Source data:
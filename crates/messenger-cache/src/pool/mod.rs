//! Redis connection pool.

mod redis_pool;

pub use redis_pool::{
    create_shared_pool, RedisPool, RedisPoolConfig, RedisPoolError, RedisResult, SharedRedisPool,
    DEFAULT_WAIT_TIMEOUT,
};
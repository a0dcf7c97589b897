//! Domain entities

mod chat;
mod member;
mod message;
mod reaction;
mod user;

pub use chat::{Chat, ChatType};
pub use member::{ChatMember, MemberProfile, MemberRole};
pub use message::{Attachment, Message, MessageType};
pub use reaction::{Reaction, ReactionToggle};
pub use user::{IdentityProfile, Principal, User, FALLBACK_USER_NAME};

/// A stored enum value that is not one of the closed variants
#[derive(Debug, Clone, PartialEq, Eq, thiserror::Error)]
#[error("unknown {kind}: {value:?}")]
pub struct UnknownVariant {
    pub kind: &'static str,
    pub value: String,
}

impl UnknownVariant {
    pub(crate) fn new(kind: &'static str, value: &str) -> Self {
        Self {
            kind,
            value: value.to_string(),
        }
    }
}
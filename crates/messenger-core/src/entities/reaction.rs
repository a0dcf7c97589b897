//! Reaction entity - one (message, user, emoji) triple

use chrono::{DateTime, Utc};
use serde::{Deserialize, Serialize};

use crate::value_objects::Snowflake;

#[derive(Debug, Clone, PartialEq, Eq)]
pub struct Reaction {
    pub message_id: Snowflake,
    pub user_id: Snowflake,
    pub emoji: String,
    pub created_at: DateTime<Utc>,
}

impl Reaction {
    pub fn new(message_id: Snowflake, user_id: Snowflake, emoji: impl Into<String>) -> Self {
        Self {
            message_id,
            user_id,
            emoji: emoji.into(),
            created_at: Utc::now(),
        }
    }

    pub fn same_triple(&self, other: &Self) -> bool {
        self.message_id == other.message_id
            && self.user_id == other.user_id
            && self.emoji == other.emoji
    }
}

/// Outcome of flipping a reaction triple
#[derive(Debug, Clone, Copy, PartialEq, Eq, Hash, Serialize, Deserialize)]
#[serde(rename_all = "lowercase")]
pub enum ReactionToggle {
    Added,
    Removed,
}

#[cfg(test)]
mod tests {
    use super::*;

    #[test]
    fn test_same_triple_ignores_timestamp() {
        let a = Reaction::new(Snowflake::new(1), Snowflake::new(2), "👍");
        let mut b = a.clone();
        b.created_at = a.created_at + chrono::Duration::seconds(3);
        assert!(a.same_triple(&b));

        let c = Reaction::new(Snowflake::new(1), Snowflake::new(2), "🔥");
        assert!(!a.same_triple(&c));
    }

    #[test]
    fn test_toggle_serializes_lowercase() {
        assert_eq!(serde_json::to_string(&ReactionToggle::Added).unwrap(), "\"added\"");
        assert_eq!(serde_json::to_string(&ReactionToggle::Removed).unwrap(), "\"removed\"");
    }
}
#[tokio::test]
async fn test_empty_message_is_rejected() {
    let (server, (ada_token, _), (_, bob_id)) = server_with_pair().await;
    let chat_id = open_direct(&server, &ada_token, &bob_id).await.summary.id;

    let response = server
        .post_auth("/api/messages", &ada_token, &text_message_body(&chat_id, "   "))
        .await
        .unwrap();
    let code = assert_error(response, StatusCode::BAD_REQUEST).await.unwrap();
    assert_eq!(code, "EMPTY_MESSAGE");
}

#[tokio::test]
async fn test_outsider_cannot_read_or_write() {
    let server = TestServer::start().await.expect("Failed to start server");
    let (ada_token, _) = server.sign_in(&TestUser::named("Ada", "L")).await.unwrap();
    let (_, bob_id) = server.sign_in(&TestUser::named("Bob", "B")).await.unwrap();
    let (eve_token, _) = server.sign_in(&TestUser::named("Eve", "E")).await.unwrap();
    let chat_id = open_direct(&server, &ada_token, &bob_id).await.summary.id;

    let response = server
        .get_auth(&format!("/api/messages/chat/{chat_id}"), &eve_token)
        .await
        .unwrap();
    assert_status(response, StatusCode::NOT_FOUND).await.unwrap();

    let response = server
        .post_auth("/api/messages", &eve_token, &text_message_body(&chat_id, "hi"))
        .await
        .unwrap();
    let code = assert_error(response, StatusCode::FORBIDDEN).await.unwrap();
    assert_eq!(code, "NOT_CHAT_MEMBER");
}

#[tokio::test]
async fn test_malformed_chat_id_is_invalid() {
    let (server, (ada_token, _), _) = server_with_pair().await;

    let response = server
        .get_auth("/api/messages/chat/not-a-number", &ada_token)
        .await
        .unwrap();
    assert_status(response, StatusCode::BAD_REQUEST).await.unwrap();
}

// ============================================================================
// Reaction Tests
// ============================================================================

#[tokio::test]
async fn test_reaction_toggle_flips() {
    let (server, (ada_token, ada_id), (bob_token, bob_id)) = server_with_pair().await;
    let chat_id = open_direct(&server, &ada_token, &bob_id).await.summary.id;
    let message = send_text(&server, &ada_token, &chat_id, "react to me").await;
    let path = format!("/api/messages/{}/react", message.id);

    let added: ToggleBody = assert_json(
        server.post_auth(&path, &bob_token, &reaction_body("👍")).await.unwrap(),
        StatusCode::OK,
    )
    .await
    .unwrap();
    assert_eq!(added.status, "added");
    assert_eq!(added.reaction.as_ref().unwrap().user_id, bob_id);

    let response = server
        .get_auth(&format!("/api/messages/chat/{chat_id}"), &ada_token)
        .await
        .unwrap();
    let messages: Vec<MessageBody> = assert_json(response, StatusCode::OK).await.unwrap();
    assert_eq!(messages[0].reactions.len(), 1);
    assert_eq!(messages[0].reactions[0].emoji, "👍");

    let removed: ToggleBody = assert_json(
        server.post_auth(&path, &bob_token, &reaction_body("👍")).await.unwrap(),
        StatusCode::OK,
    )
    .await
    .unwrap();
    assert_eq!(removed.status, "removed");
    assert!(removed.reaction.is_none());

    // The author may react to their own message
    let own: ToggleBody = assert_json(
        server.post_auth(&path, &ada_token, &reaction_body("👍")).await.unwrap(),
        StatusCode::OK,
    )
    .await
    .unwrap();
    assert_eq!(own.reaction.unwrap().user_id, ada_id);
}

#[tokio::test]
async fn test_reaction_on_unknown_message() {
    let (server, (ada_token, _), _) = server_with_pair().await;

    let response = server
        .post_auth("/api/messages/987654321/react", &ada_token, &reaction_body("🔥"))
        .await
        .unwrap();
    let code = assert_error(response, StatusCode::NOT_FOUND).await.unwrap();
    assert_eq!(code, "UNKNOWN_MESSAGE");
}
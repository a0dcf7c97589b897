//! Response DTOs for API endpoints
//!
//! All response DTOs implement `Serialize` for JSON output.
//! Snowflake IDs are serialized as strings for JavaScript compatibility.

use chrono::{DateTime, Utc};
use messenger_core::{ChatType, MemberRole, MessageType, ReactionToggle};
use serde::Serialize;

/// Display name of a user's chat with themselves
pub const SAVED_MESSAGES_NAME: &str = "Saved Messages";

// ============================================================================
// User Responses
// ============================================================================

/// Full user record (current user, directory entries)
#[derive(Debug, Clone, Serialize)]
#[serde(rename_all = "camelCase")]
pub struct UserResponse {
    pub id: String,
    pub name: String,
    pub email: String,
    #[serde(skip_serializing_if = "Option::is_none")]
    pub avatar: Option<String>,
    pub is_online: bool,
    pub created_at: DateTime<Utc>,
}

/// Sender summary embedded in messages
#[derive(Debug, Clone, Serialize)]
#[serde(rename_all = "camelCase")]
pub struct UserSummaryResponse {
    pub id: String,
    pub name: String,
    pub email: String,
    #[serde(skip_serializing_if = "Option::is_none")]
    pub avatar: Option<String>,
}

#[derive(Debug, Clone, Serialize)]
pub struct UsersResponse {
    pub users: Vec<UserResponse>,
}

// ============================================================================
// Chat Responses
// ============================================================================

/// The other side of a direct chat as the viewer sees it
#[derive(Debug, Clone, Serialize)]
#[serde(rename_all = "camelCase")]
pub struct PeerResponse {
    pub id: String,
    pub name: String,
    #[serde(skip_serializing_if = "Option::is_none")]
    pub avatar: Option<String>,
    pub is_online: bool,
}

/// Most recent message shown in a chat list row
#[derive(Debug, Clone, Serialize)]
#[serde(rename_all = "camelCase")]
pub struct LastMessageResponse {
    pub id: String,
    pub sender_id: String,
    #[serde(skip_serializing_if = "Option::is_none")]
    pub text: Option<String>,
    #[serde(rename = "type")]
    pub message_type: MessageType,
    pub created_at: DateTime<Utc>,
}

/// One row of "list my chats"
#[derive(Debug, Clone, Serialize)]
#[serde(rename_all = "camelCase")]
pub struct ChatSummaryResponse {
    pub id: String,
    #[serde(rename = "type")]
    pub chat_type: ChatType,
    /// Resolved display name; for direct chats the peer's name
    pub name: String,
    #[serde(skip_serializing_if = "Option::is_none")]
    pub avatar: Option<String>,
    #[serde(skip_serializing_if = "Option::is_none")]
    pub peer: Option<PeerResponse>,
    #[serde(skip_serializing_if = "Option::is_none")]
    pub last_message: Option<LastMessageResponse>,
    #[serde(skip_serializing_if = "Option::is_none")]
    pub last_message_at: Option<DateTime<Utc>>,
    pub unread_count: i64,
    pub created_at: DateTime<Utc>,
}

#[derive(Debug, Clone, Serialize)]
#[serde(rename_all = "camelCase")]
pub struct MemberResponse {
    pub user_id: String,
    pub role: MemberRole,
    pub joined_at: DateTime<Utc>,
    pub last_read_at: Option<DateTime<Utc>>,
    #[serde(skip_serializing_if = "Option::is_none")]
    pub user: Option<UserResponse>,
}

/// A chat with its membership, returned by create and open operations
#[derive(Debug, Clone, Serialize)]
#[serde(rename_all = "camelCase")]
pub struct ChatDetailResponse {
    #[serde(flatten)]
    pub summary: ChatSummaryResponse,
    #[serde(skip_serializing_if = "Option::is_none")]
    pub description: Option<String>,
    pub members: Vec<MemberResponse>,
}

// ============================================================================
// Message Responses
// ============================================================================

#[derive(Debug, Clone, Serialize)]
#[serde(rename_all = "camelCase")]
pub struct AttachmentResponse {
    pub id: String,
    pub url: String,
    pub name: String,
    pub size: i64,
    pub mime_type: String,
}

#[derive(Debug, Clone, Serialize)]
#[serde(rename_all = "camelCase")]
pub struct ReactionResponse {
    pub user_id: String,
    pub emoji: String,
}

/// Short preview of the message being replied to
#[derive(Debug, Clone, Serialize)]
#[serde(rename_all = "camelCase")]
pub struct ReplyPreviewResponse {
    pub id: String,
    #[serde(skip_serializing_if = "Option::is_none")]
    pub text: Option<String>,
    pub sender_name: String,
}

/// Message response
#[derive(Debug, Clone, Serialize)]
#[serde(rename_all = "camelCase")]
pub struct MessageResponse {
    pub id: String,
    pub chat_id: String,
    pub sender: UserSummaryResponse,
    #[serde(skip_serializing_if = "Option::is_none")]
    pub text: Option<String>,
    #[serde(rename = "type")]
    pub message_type: MessageType,
    #[serde(skip_serializing_if = "Option::is_none")]
    pub reply_to: Option<ReplyPreviewResponse>,
    pub attachments: Vec<AttachmentResponse>,
    pub reactions: Vec<ReactionResponse>,
    pub created_at: DateTime<Utc>,
}

/// Outcome of a reaction toggle
#[derive(Debug, Clone, Serialize)]
pub struct ToggleReactionResponse {
    pub status: ReactionToggle,
    #[serde(skip_serializing_if = "Option::is_none")]
    pub reaction: Option<ReactionResponse>,
}

// ============================================================================
// Health Responses
// ============================================================================

/// Basic health check response
#[derive(Debug, Clone, Serialize)]
pub struct HealthResponse {
    pub status: String,
    pub timestamp: DateTime<Utc>,
}

impl HealthResponse {
    pub fn healthy() -> Self {
        Self {
            status: "healthy".to_string(),
            timestamp: Utc::now(),
        }
    }
}

/// Readiness check response
#[derive(Debug, Clone, Serialize)]
pub struct ReadinessResponse {
    pub status: String,
    pub timestamp: DateTime<Utc>,
    pub checks: HealthChecks,
}

/// Health check status for each backing service
#[derive(Debug, Clone, Serialize)]
pub struct HealthChecks {
    pub database: String,
    pub redis: String,
}

impl ReadinessResponse {
    /// `None` marks a backend that is not configured (in-memory / in-process)
    pub fn ready(database: Option<bool>, redis: Option<bool>) -> Self {
        fn label(check: Option<bool>) -> String {
            match check {
                Some(true) => "healthy",
                Some(false) => "unhealthy",
                None => "disabled",
            }
            .to_string()
        }

        let all_healthy = database.unwrap_or(true) && redis.unwrap_or(true);
        Self {
            status: if all_healthy { "ready" } else { "not_ready" }.to_string(),
            timestamp: Utc::now(),
            checks: HealthChecks {
                database: label(database),
                redis: label(redis),
            },
        }
    }

    pub fn is_ready(&self) -> bool {
        self.status == "ready"
    }
}

#[cfg(test)]
mod tests {
    use super::*;

    #[test]
    fn test_health_response() {
        let health = HealthResponse::healthy();
        assert_eq!(health.status, "healthy");
    }

    #[test]
    fn test_readiness_response() {
        let ready = ReadinessResponse::ready(Some(true), None);
        assert!(ready.is_ready());
        assert_eq!(ready.checks.database, "healthy");
        assert_eq!(ready.checks.redis, "disabled");

        let not_ready = ReadinessResponse::ready(Some(true), Some(false));
        assert!(!not_ready.is_ready());
        assert_eq!(not_ready.checks.redis, "unhealthy");
    }

    #[test]
    fn test_toggle_response_shape() {
        let removed = ToggleReactionResponse {
            status: ReactionToggle::Removed,
            reaction: None,
        };
        assert_eq!(
            serde_json::to_value(&removed).unwrap(),
            serde_json::json!({"status": "removed"})
        );
    }

    #[test]
    fn test_chat_detail_flattens_summary() {
        let detail = ChatDetailResponse {
            summary: ChatSummaryResponse {
                id: "1".to_string(),
                chat_type: ChatType::Group,
                name: "team".to_string(),
                avatar: None,
                peer: None,
                last_message: None,
                last_message_at: None,
                unread_count: 0,
                created_at: Utc::now(),
            },
            description: None,
            members: vec![],
        };
        let json = serde_json::to_value(&detail).unwrap();
        assert_eq!(json["type"], "GROUP");
        assert_eq!(json["unreadCount"], 0);
        assert!(json["members"].as_array().unwrap().is_empty());
    }
}
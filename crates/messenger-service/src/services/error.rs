//! Service layer error types
//!
//! Provides a unified error type for all service operations.

use messenger_common::AppError;
use messenger_core::{DomainError, ErrorKind};
use validator::ValidationErrors;

/// Service layer error type
#[derive(Debug, thiserror::Error)]
pub enum ServiceError {
    /// Domain rule violation or classified storage failure
    #[error(transparent)]
    Domain(#[from] DomainError),

    /// Application error (auth, config)
    #[error(transparent)]
    App(#[from] AppError),

    /// Request body failed field validation
    #[error("Validation failed")]
    Fields(#[from] ValidationErrors),

    /// Internal error
    #[error("Internal error: {0}")]
    Internal(String),
}

impl ServiceError {
    /// Create a validation error
    pub fn validation(msg: impl Into<String>) -> Self {
        Self::Domain(DomainError::ValidationError(msg.into()))
    }

    /// Create an internal error
    pub fn internal(msg: impl Into<String>) -> Self {
        Self::Internal(msg.into())
    }

    pub fn kind(&self) -> ErrorKind {
        match self {
            Self::Domain(e) => e.kind(),
            Self::App(e) => e.kind(),
            Self::Fields(_) => ErrorKind::InvalidArgument,
            Self::Internal(_) => ErrorKind::Internal,
        }
    }

    /// Get the HTTP status code for this error
    pub fn status_code(&self) -> u16 {
        match self {
            Self::App(e) => e.status_code(),
            other => other.kind().http_status(),
        }
    }

    /// Get the error code for API responses
    pub fn error_code(&self) -> &'static str {
        match self {
            Self::Domain(e) => e.code(),
            Self::App(e) => e.error_code(),
            Self::Fields(_) => "VALIDATION_ERROR",
            Self::Internal(_) => "INTERNAL_ERROR",
        }
    }
}

/// Result type for service operations
pub type ServiceResult<T> = Result<T, ServiceError>;
//! Axum extractors for request handling
//!
//! Custom extractors for authentication, validation, and path ids.

mod auth;
mod path;
mod validated;

pub use auth::AuthUser;
pub use path::{ChatIdPath, MessageIdPath};
pub use validated::{JsonBody, ValidatedJson, ValidatedQuery};
//! User entity <-> model mapper

use messenger_core::entities::User;
use messenger_core::value_objects::Snowflake;

use crate::models::UserModel;

impl From<UserModel> for User {
    fn from(model: UserModel) -> Self {
        User {
            id: Snowflake::new(model.id),
            external_id: model.external_id,
            name: model.name,
            email: model.email,
            avatar: model.avatar,
            is_online: model.is_online,
            created_at: model.created_at,
            updated_at: model.updated_at,
        }
    }
}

Task prompt: Only a number is wanted: how many lines of the data above contain "ReactionToggle"?

Response below: 7